- Action item:
Below are lines of data; restate word for word those running from the line containing "parse_labels(&text, path)" to the line containing "ProgressStyle::default_bar()", inclusive, and no others.

- Data to use:

╭──

//! Dataset loading: image directory plus parallel label file.

use std::fs;
use std::mem::size_of;
use std::path::{Path, PathBuf};

use indicatif::{ProgressBar, ProgressStyle};
use ndarray::Axis;

use crate::config::DataConfig;
use crate::error::{Error, Result};

use super::filter::{check_params, process};
use super::{ImageSet, LabelSet, NORM, RGB_CHANNELS};

/// List the image files of a directory in a reproducible order.
///
/// Only regular files are returned (subdirectories are skipped), sorted by
/// file name. Raw directory listing order differs across platforms and
/// filesystems, and labels are aligned to images by position, so the order
/// has to be fixed here.
///
/// # Errors
///
/// Returns [`Error::ReadDir`] if the directory cannot be listed.
pub fn list_images<P: AsRef<Path>>(dir: P) -> Result<Vec<PathBuf>> {
    let dir = dir.as_ref();
    let read_dir_error = |source| Error::ReadDir {
        path: dir.to_path_buf(),
        source,
    };

    let mut paths = Vec::new();
    for entry in fs::read_dir(dir).map_err(read_dir_error)? {
        let path = entry.map_err(read_dir_error)?.path();
        if path.is_file() {
            paths.push(path);
        }
    }

    paths.sort_by(|a, b| a.file_name().cmp(&b.file_name()));
    Ok(paths)
}

/// Load, preprocess, and normalize every image in a directory.
///
/// Returns an NHWC tensor of shape `(N, height, width, 3)` with values in
/// [0, 1], ordered as [`list_images`] orders the files.
///
/// # Errors
///
/// Fails on the first image that cannot be decoded; no partial dataset is
/// returned.
pub fn load_images<P: AsRef<Path>>(
    dir: P,
    width: u32,
    height: u32,
    blur_radius: f32,
) -> Result<ImageSet> {
    let paths = list_images(&dir)?;
    tracing::info!(
        "Found {} images in {}",
        paths.len(),
        dir.as_ref().display()
    );
    load_files(&paths, width, height, blur_radius)
}

/// Read one integer label per line.
///
/// Anything after a `#` is a comment. Surrounding whitespace is trimmed and
/// blank lines are skipped.
///
/// # Errors
///
/// Returns [`Error::LabelRead`] if the file cannot be read and
/// [`Error::LabelParse`] for the first line that is not an integer.
pub fn load_labels<P: AsRef<Path>>(path: P) -> Result<LabelSet> {
    let path = path.as_ref();
    let text = fs::read_to_string(path).map_err(|source| Error::LabelRead {
        path: path.to_path_buf(),
        source,
    })?;

    parse_labels(&text, path)
}

/// Load the images and labels described by `config`.
///
/// The label count is checked against the directory listing before any image
/// is decoded.
///
/// # Errors
///
/// Returns [`Error::LabelCountMismatch`] when the label file does not hold
/// exactly one label per image, or any error from loading either input.
pub fn load_data(config: &DataConfig) -> Result<(ImageSet, LabelSet)> {
    config.validate()?;
    tracing::info!("Loading and processing data...");

    let labels = load_labels(&config.label_file)?;
    let paths = list_images(&config.image_dir)?;

    if paths.len() != labels.len() {
        return Err(Error::LabelCountMismatch {
            images: paths.len(),
            labels: labels.len(),
        });
    }

    let hyp = &config.hyperparameters;
    let images = load_files(&paths, hyp.img_width, hyp.img_height, hyp.blur_radius)?;

    tracing::info!(
        "Loaded {} images of {}x{} with {} labels",
        images.len_of(Axis(0)),
        hyp.img_width,
        hyp.img_height,
        labels.len()
    );

    Ok((images, labels))
}

/// Decode `paths` into a preallocated tensor, then normalize in place.
fn load_files(paths: &[PathBuf], width: u32, height: u32, blur_radius: f32) -> Result<ImageSet> {
    check_params(width, height, blur_radius)?;

    if image_tensor_bytes(paths.len(), width, height).is_none() {
        return Err(Error::ImageTensorTooLarge {
            images: paths.len(),
            width,
            height,
        });
    }

    let mut images = ImageSet::zeros((
        paths.len(),
        height as usize,
        width as usize,
        RGB_CHANNELS,
    ));

    let pb = ProgressBar::new(paths.len() as u64);
    pb.set_style(
        ProgressStyle::default_bar()
            .template("{spinner:.green} Loading [{bar:40.cyan/blue}] {pos}/{len} ({eta})")
            .expect("valid template")
            .progress_chars("#>-"),
    );

    for (mut slot, path) in images.outer_iter_mut().zip(paths) {
        tracing::debug!("Processing {}", path.display());
        let image = process(path, width, height, blur_radius)?;
        slot.assign(&image);
        pb.inc(1);
    }

    pb.finish_with_message("Images loaded");

    images /= NORM;
    Ok(images)
}

/// Bytes of an `(n, height, width, 3)` `f32` tensor, `None` past `isize::MAX`.
fn image_tensor_bytes(n: usize, width: u32, height: u32) -> Option<usize> {
    // ndarray bounds the product of the non-zero axes, even when `n` is zero
    n.max(1)
        .checked_mul(height as usize)?
        .checked_mul(width as usize)?
        .checked_mul(RGB_CHANNELS)?
        .checked_mul(size_of::<f32>())
        .filter(|&bytes| isize::try_from(bytes).is_ok())
        .map(|bytes| if n == 0 { 0 } else { bytes })
}

fn parse_labels(text: &str, path: &Path) -> Result<LabelSet> {
    let labels = text
        .lines()
        .enumerate()
        .map(|(idx, line)| (idx + 1, strip_comment(line).trim()))
        .filter(|(_, line)| !line.is_empty())
        .map(|(line_no, line)| {
            line.parse::<i64>().map_err(|_| Error::LabelParse {
                path: path.to_path_buf(),
                line: line_no,
                content: line.to_string(),
            })
        })
        .collect::<Result<Vec<_>>>()?;

    Ok(LabelSet::from(labels))
}

fn strip_comment(line: &str) -> &str {
    line.split_once('#').map_or(line, |(data, _)| data)
}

╰──

- Solution to this task:
    parse_labels(&text, path)
}

/// Load the images and labels described by `config`.
///
/// The label count is checked against the directory listing before any image
/// is decoded.
///
/// # Errors
///
/// Returns [`Error::LabelCountMismatch`] when the label file does not hold
/// exactly one label per image, or any error from loading either input.
pub fn load_data(config: &DataConfig) -> Result<(ImageSet, LabelSet)> {
    config.validate()?;
    tracing::info!("Loading and processing data...");

    let labels = load_labels(&config.label_file)?;
    let paths = list_images(&config.image_dir)?;

    if paths.len() != labels.len() {
        return Err(Error::LabelCountMismatch {
            images: paths.len(),
            labels: labels.len(),
        });
    }

    let hyp = &config.hyperparameters;
    let images = load_files(&paths, hyp.img_width, hyp.img_height, hyp.blur_radius)?;

    tracing::info!(
        "Loaded {} images of {}x{} with {} labels",
        images.len_of(Axis(0)),
        hyp.img_width,
        hyp.img_height,
        labels.len()
    );

    Ok((images, labels))
}

/// Decode `paths` into a preallocated tensor, then normalize in place.
fn load_files(paths: &[PathBuf], width: u32, height: u32, blur_radius: f32) -> Result<ImageSet> {
    check_params(width, height, blur_radius)?;

    if image_tensor_bytes(paths.len(), width, height).is_none() {
        return Err(Error::ImageTensorTooLarge {
            images: paths.len(),
            width,
            height,
        });
    }

    let mut images = ImageSet::zeros((
        paths.len(),
        height as usize,
        width as usize,
        RGB_CHANNELS,
    ));

    let pb = ProgressBar::new(paths.len() as u64);
    pb.set_style(
        ProgressStyle::default_bar()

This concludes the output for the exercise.